== Segment start ==

//! `common_type`.
//!
//! Two types meet where the conditional operator puts them: the decayed
//! type of `true ? declval<D1>() : declval<D2>()` for the decayed inputs,
//! retried with `const D1&` and `const D2&` operands when that is
//! ill-formed. Longer lists fold from the left.

use crate::TypeDatabase;
use crate::expr::{Expr, Sema};
use crate::transform::{decay, remove_cvref};
use crate::type_queries::is_void;
use crate::types::{CvQualifiers, TypeId};
use tracing::trace;

/// The common type of `types`, or `None` when there is none (including
/// for the empty list).
pub fn common_type(db: &dyn TypeDatabase, types: &[TypeId]) -> Option<TypeId> {
    match types {
        [] => None,
        [only] => common_pair(db, *only, *only),
        [first, second, rest @ ..] => {
            let mut common = common_pair(db, *first, *second)?;
            for next in rest {
                common = common_pair(db, common, *next)?;
            }
            Some(common)
        }
    }
}

fn common_pair(db: &dyn TypeDatabase, a: TypeId, b: TypeId) -> Option<TypeId> {
    let (d1, d2) = (decay(db, a), decay(db, b));
    if d1 != a || d2 != b {
        return common_pair(db, d1, d2);
    }

    let sema = Sema::new(db);
    if let (Ok(x), Ok(y)) = (sema.declval(d1), sema.declval(d2)) {
        if let Ok(result) = sema.conditional(x, y) {
            let common = decay(db, result.ty);
            trace!(a = a.0, b = b.0, common = common.0, "common_type");
            return Some(common);
        }
    }

    if is_void(db, d1) || is_void(db, d2) {
        return None;
    }
    let x = Expr::lvalue(db.qualified(d1, CvQualifiers::CONST));
    let y = Expr::lvalue(db.qualified(d2, CvQualifiers::CONST));
    let result = sema.conditional(x, y).ok()?;
    let common = remove_cvref(db, result.ty);
    trace!(a = a.0, b = b.0, common = common.0, "common_type via const lvalues");
    Some(common)
}

#[cfg(test)]
#[path = "../tests/common_type_tests.rs"]
mod tests;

== Segment end ==

EXERCISE PROMPT: Scan the data above and copy each line containing the word "return".

TASK RESPONSE:
        return common_pair(db, d1, d2);
            return Some(common);
        return None;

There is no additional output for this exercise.